There are a number of factors that may increase the risk of cervical cancer. These include:-

·         Human papilloma virus (HPV) infection. This is the main risk factor for cervical cancer. There is now a vaccine available for young women, which targets a group of these viruses.
·         Lack of regular Pap smears. Cervical cancer is more common among women who do not have regular Pap smears, which allow cell abnormalities to be detected early.
·         Immunodeficiency (weakened immune system). For example women infected by the HIV virus, which causes AIDS, have a higher risk of developing cervical cancer.
·         Sexual history. Women who have had many sexual partners have a higher risk of developing cervical cancer. Similarly, having sex with a person who has had many sexual partners can also increase the risk of developing cervical cancer.
·         Age. Cervical cancer occurs most often in women over 40 years of age.
·         Using birth control pills for 5 years or more can also increase the risk of cervical cancer.
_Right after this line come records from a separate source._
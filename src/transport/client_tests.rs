//! Tests for `ReqwestClient`.
//!
//! These cover construction only; requests against real servers are left to
//! manual testing.

use super::*;

mod reqwest_client {
    use super::*;

    #[test]
    fn default_creates_same_as_new() {
        let client1 = ReqwestClient::new();
        let client2 = ReqwestClient::default();

        assert!(format!("{client1:?}").contains("ReqwestClient"));
        assert!(format!("{client2:?}").contains("ReqwestClient"));
    }

    #[test]
    fn from_client_accepts_custom_client() {
        let custom = reqwest::Client::builder()
            .timeout(std::time::Duration::from_secs(30))
            .build()
            .unwrap();
        let client = ReqwestClient::from_client(custom);

        let _ = format!("{client:?}");
    }

    #[test]
    fn empty_proxy_builds_direct_client() {
        assert!(ReqwestClient::with_proxy("").is_ok());
    }

    #[test]
    fn valid_proxy_builds_client() {
        assert!(ReqwestClient::with_proxy("http://proxy.internal:3128").is_ok());
    }

    #[test]
    fn invalid_proxy_is_rejected() {
        let result = ReqwestClient::with_proxy("not a url");

        assert!(matches!(result, Err(HttpError::InvalidUrl(_))));
    }

    #[test]
    fn client_is_send_sync() {
        fn assert_send_sync<T: Send + Sync>() {}
        assert_send_sync::<ReqwestClient>();
    }
}
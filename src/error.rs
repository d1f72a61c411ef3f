//! Error taxonomy shared by the transport core, drivers and webhook parsing.

use http::StatusCode;
use thiserror::Error;

use crate::transport::HttpError;

/// Error returned by every client, service and webhook operation.
///
/// Expected conditions (unsupported operation, missing resource, bad
/// signature, unknown event) are always reported through this type and
/// never by panicking.
#[derive(Debug, Error)]
pub enum ScmError {
    /// The resource does not exist at the provider.
    #[error("Not Found")]
    NotFound,

    /// The operation has no analogue on this provider.
    #[error("Not Supported")]
    NotSupported,

    /// Credentials were rejected or lack the required scope.
    #[error("Not Authorized")]
    NotAuthorized,

    /// The webhook discriminator is not handled by this driver.
    ///
    /// Holds the raw discriminator (empty if it was missing).
    #[error("Unknown webhook event '{0}'")]
    UnknownEvent(String),

    /// A payload matched a known discriminator but could not be decoded.
    #[error("Failed to decode '{event}' payload: {source}")]
    Decode {
        /// The discriminator or resource being decoded
        event: String,
        /// Underlying JSON error
        #[source]
        source: serde_json::Error,
    },

    /// The webhook signature did not match the shared secret.
    #[error("Webhook signature mismatch")]
    SignatureMismatch,

    /// The provider answered with an error status not covered above.
    #[error("Provider error ({status}): {message}")]
    Provider {
        /// HTTP status code
        status: StatusCode,
        /// Message extracted from the error body
        message: String,
    },

    /// URL construction or the HTTP round-trip failed.
    #[error(transparent)]
    Transport(#[from] HttpError),
}

impl ScmError {
    /// Classifies a non-success provider status.
    ///
    /// 401 and 403 map to [`NotAuthorized`](Self::NotAuthorized), 404 to
    /// [`NotFound`](Self::NotFound); anything else keeps its status and message.
    #[must_use]
    pub fn from_status(status: StatusCode, message: impl Into<String>) -> Self {
        match status {
            StatusCode::UNAUTHORIZED | StatusCode::FORBIDDEN => Self::NotAuthorized,
            StatusCode::NOT_FOUND => Self::NotFound,
            _ => Self::Provider {
                status,
                message: message.into(),
            },
        }
    }

    /// Creates a [`Decode`](Self::Decode) error.
    #[must_use]
    pub fn decode(event: impl Into<String>, source: serde_json::Error) -> Self {
        Self::Decode {
            event: event.into(),
            source,
        }
    }

    /// Returns true for [`UnknownEvent`](Self::UnknownEvent).
    #[must_use]
    pub const fn is_unknown_event(&self) -> bool {
        matches!(self, Self::UnknownEvent(_))
    }

    /// Returns true for [`NotSupported`](Self::NotSupported).
    #[must_use]
    pub const fn is_not_supported(&self) -> bool {
        matches!(self, Self::NotSupported)
    }
}
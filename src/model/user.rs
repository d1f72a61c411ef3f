use chrono::{DateTime, Utc};
use serde::{Deserialize, Serialize};

/// A provider user account.
#[derive(Debug, Clone, Default, PartialEq, Eq, Serialize, Deserialize)]
pub struct User {
    pub login: String,
    pub name: String,
    pub email: String,
    pub avatar: String,
}

/// Identifies a commit author or committer.
#[derive(Debug, Clone, Default, PartialEq, Eq, Serialize, Deserialize)]
pub struct Signature {
    pub login: String,
    pub name: String,
    pub email: String,
    pub date: Option<DateTime<Utc>>,
    pub avatar: String,
}

/// A git commit.
#[derive(Debug, Clone, Default, PartialEq, Eq, Serialize, Deserialize)]
pub struct Commit {
    pub sha: String,
    pub message: String,
    pub author: Signature,
    pub committer: Signature,
    pub link: String,
}

/// A git reference (branch or tag).
#[derive(Debug, Clone, Default, PartialEq, Eq, Serialize, Deserialize)]
pub struct Reference {
    /// Short name, e.g. `main` or `v1.0.0`.
    pub name: String,
    /// Full path, e.g. `refs/heads/main`.
    pub path: String,
    pub sha: String,
}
·         Smoking increases the risk of a women getting cervical cancer.
Prevention
The best way to reduce the risk of cervical cancer is by having a regular Pap smear. This is a simple test used to look at the cells lining the cervix, and can detect abnormal or cancerous cells before there are symptoms of cancer. By having regular Pap smears, most cervical cancers can be prevented. Early detection can also make treatment more effective. A Pap smear can be done by a physician or a nurse at a health clinic. A cell sample is taken by scraping the cervix. The cells are then smeared onto a slide and sent to a laboratory, where the slide is placed under a microscope and checked for abnormalities such as cancerous cells. Women should begin having Pap smears 2 years after they begin having sexual intercourse, or when they reach age 18 (whichever comes first). Most women should have a Pap smear once every 2 years. If you have a history of abnormal Pap smears, your doctor may recommend that you have them more frequently.